Post by stevegrass777 »

Well I certainly wouldn't say markets are soaring, FTSE 100 is a good 1100 points off its 52 week high. Nasdaq and some of the others have had a spanking over the last 6-12 months.
In fact I would say that because the markets have been so precarious that safe haven stocks like this have do better.
Quite a bit of the solar income is linked with inflation and guaranteed by the government the rest is floating electricity market price.
As you know originally I suggested that bsif was a good alternative to buying and having fitted solar panels yourself because 1 it was cheap at the time £1 a share or less could be obtained and 2 they have economy of scale and very low cost borrowing to scale up far more than the average Joe.
So my investment was to hold and take the income or re invest the income until it pays your Green electricity bill in full each year.
And for that it has worked, on top of all the dividend income this has paid, (6-8 a year%) depending on if you prefer roce or straight dividend yield it has also increased in value /capital by about 28% so I would say its beat a investment in your own solar panels (original objective) by a good margin, and the increase in share price is backed up by an increase in earnings so its not all valuation increase at all.

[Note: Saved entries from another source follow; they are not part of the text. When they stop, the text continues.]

//! CLI application for filling legal and administrative forms from OCR output.

mod commands;

use clap::{Parser, Subcommand};
use tracing::Level;
use tracing_subscriber::FmtSubscriber;

use commands::{batch, classify, config, fill, templates};

/// formscan - Fill legal text and procedure forms from OCR key/value records
#[derive(Parser)]
#[command(name = "formscan")]
#[command(author, version, about, long_about = None)]
struct Cli {
    /// Enable verbose output
    #[arg(short, long, action = clap::ArgAction::Count)]
    verbose: u8,

    /// Path to config file
    #[arg(short, long, global = true)]
    config: Option<String>,

    #[command(subcommand)]
    command: Commands,
}

#[derive(Subcommand)]
enum Commands {
    /// Fill a form from a single OCR record
    Fill(fill::FillArgs),

    /// Fill forms from multiple OCR records
    Batch(batch::BatchArgs),

    /// Inspect the template library
    Templates(templates::TemplatesArgs),

    /// Classify a document text
    Classify(classify::ClassifyArgs),

    /// Manage configuration
    Config(config::ConfigArgs),
}

#[tokio::main]
async fn main() -> anyhow::Result<()> {
    let cli = Cli::parse();

    let level = match cli.verbose {
        0 => Level::WARN,
        1 => Level::INFO,
        2 => Level::DEBUG,
        _ => Level::TRACE,
    };

    let subscriber = FmtSubscriber::builder()
        .with_max_level(level)
        .with_target(false)
        .with_writer(std::io::stderr)
        .finish();

    tracing::subscriber::set_global_default(subscriber)?;

    let config_path = cli.config.as_deref();
    match cli.command {
        Commands::Fill(args) => fill::run(args, config_path).await,
        Commands::Batch(args) => batch::run(args, config_path).await,
        Commands::Templates(args) => templates::run(args, config_path),
        Commands::Classify(args) => classify::run(args),
        Commands::Config(args) => config::run(args, config_path).await,
    }
}
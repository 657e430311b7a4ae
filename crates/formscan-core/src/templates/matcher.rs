//! Template selection from a detected document type.

use serde::Serialize;
use tracing::debug;

use crate::models::template::FormTemplate;

/// Which step of the selection found the template.
#[derive(Debug, Clone, Copy, PartialEq, Eq, Serialize)]
#[serde(rename_all = "lowercase")]
pub enum MatchStrategy {
    /// Template type equals the detected type.
    Exact,
    /// One of the two contains the other, ignoring case.
    Substring,
    /// First template of the view.
    Fallback,
}

/// Selected template and how it was chosen.
#[derive(Debug, Clone, Copy, PartialEq)]
pub struct TemplateMatch<'a> {
    pub template: &'a FormTemplate,
    pub strategy: MatchStrategy,
}

/// Select a template for `detected_type` from a deduplicated view.
///
/// An exact type match wins, then a case-insensitive substring match in
/// either direction, then the first template. Returns `None` only for an
/// empty view. A blank detected type counts as no detected type.
pub fn select_template<'a>(
    templates: &[&'a FormTemplate],
    detected_type: Option<&str>,
) -> Option<TemplateMatch<'a>> {
    let first = *templates.first()?;
    let detected = detected_type.map(str::trim).filter(|t| !t.is_empty());

    let found = detected.and_then(|detected| {
        if let Some(t) = templates.iter().find(|t| t.template_type == detected) {
            return Some(TemplateMatch {
                template: *t,
                strategy: MatchStrategy::Exact,
            });
        }

        let wanted = detected.to_lowercase();
        templates
            .iter()
            .find(|t| {
                let ty = t.template_type.to_lowercase();
                !ty.is_empty() && (ty.contains(&wanted) || wanted.contains(&ty))
            })
            .map(|t| TemplateMatch {
                template: *t,
                strategy: MatchStrategy::Substring,
            })
    });

    let selected = found.unwrap_or(TemplateMatch {
        template: first,
        strategy: MatchStrategy::Fallback,
    });

    debug!(
        "Selected template {} ({:?}) for type {:?}",
        selected.template.id, selected.strategy, detected
    );

    Some(selected)
}

/// Find a template by id, then by name ignoring case.
pub fn find_template<'a>(templates: &[&'a FormTemplate], key: &str) -> Option<&'a FormTemplate> {
    let wanted = key.trim().to_lowercase();

    templates
        .iter()
        .find(|t| t.id == key)
        .or_else(|| templates.iter().find(|t| t.name.to_lowercase() == wanted))
        .copied()
}

#[cfg(test)]
mod tests {
    use super::*;
    use crate::models::template::{FieldDefinition, FieldType};

    fn template(id: &str, ty: &str) -> FormTemplate {
        FormTemplate::new(id, id, ty, "").with_field(FieldDefinition::new("titre", "Titre", FieldType::Text))
    }

    #[test]
    fn test_exact_before_substring() {
        let a = template("decret-exec", "Décret exécutif");
        let b = template("decret", "Décret");
        let view = vec![&a, &b];

        let m = select_template(&view, Some("Décret")).unwrap();
        assert_eq!(m.template.id, "decret");
        assert_eq!(m.strategy, MatchStrategy::Exact);
    }

    #[test]
    fn test_substring_either_direction() {
        let a = template("loi", "Loi");
        let b = template("arrete", "Arrêté interministériel");
        let view = vec![&a, &b];

        let m = select_template(&view, Some("ARRÊTÉ")).unwrap();
        assert_eq!(m.template.id, "arrete");
        assert_eq!(m.strategy, MatchStrategy::Substring);

        let m = select_template(&view, Some("Loi organique")).unwrap();
        assert_eq!(m.template.id, "loi");
        assert_eq!(m.strategy, MatchStrategy::Substring);
    }

    #[test]
    fn test_fallback_to_first() {
        let a = template("loi", "Loi");
        let b = template("decret", "Décret");
        let view = vec![&a, &b];

        for detected in [None, Some(""), Some("Circulaire")] {
            let m = select_template(&view, detected).unwrap();
            assert_eq!(m.template.id, "loi");
            assert_eq!(m.strategy, MatchStrategy::Fallback);
        }
    }

    #[test]
    fn test_untyped_template_not_substring_match() {
        let a = template("sans-type", "");
        let b = template("loi", "Loi");
        let view = vec![&a, &b];

        let m = select_template(&view, Some("loi")).unwrap();
        assert_eq!(m.template.id, "loi");
        assert_eq!(m.strategy, MatchStrategy::Substring);
    }

    #[test]
    fn test_empty_view() {
        assert!(select_template(&[], Some("Loi")).is_none());
        assert!(select_template(&[], None).is_none());
    }

    #[test]
    fn test_find_template() {
        let a = template("builtin-loi", "Loi");
        let b = FormTemplate::new("x1", "Procédure Passeport", "Procédure Administrative", "");
        let view = vec![&a, &b];

        assert_eq!(find_template(&view, "builtin-loi").map(|t| t.id.as_str()), Some("builtin-loi"));
        assert_eq!(find_template(&view, "procédure passeport").map(|t| t.id.as_str()), Some("x1"));
        assert!(find_template(&view, "inconnu").is_none());
    }
}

Unless something drastic happens to bsif I will keep them just like I wouldn't sell solar panels that were stuck on the roof and still paying out an income.
You don't need millions of pounds to benefit from a good investment in fact as I originally said it was much more affordable way of buying solar, as you could pay a monthly amount to build it up, where as buy an array of panels yourself would have a big up front cost I would imagine £4000-£6000 would be harder to manage than £50-£100 a month.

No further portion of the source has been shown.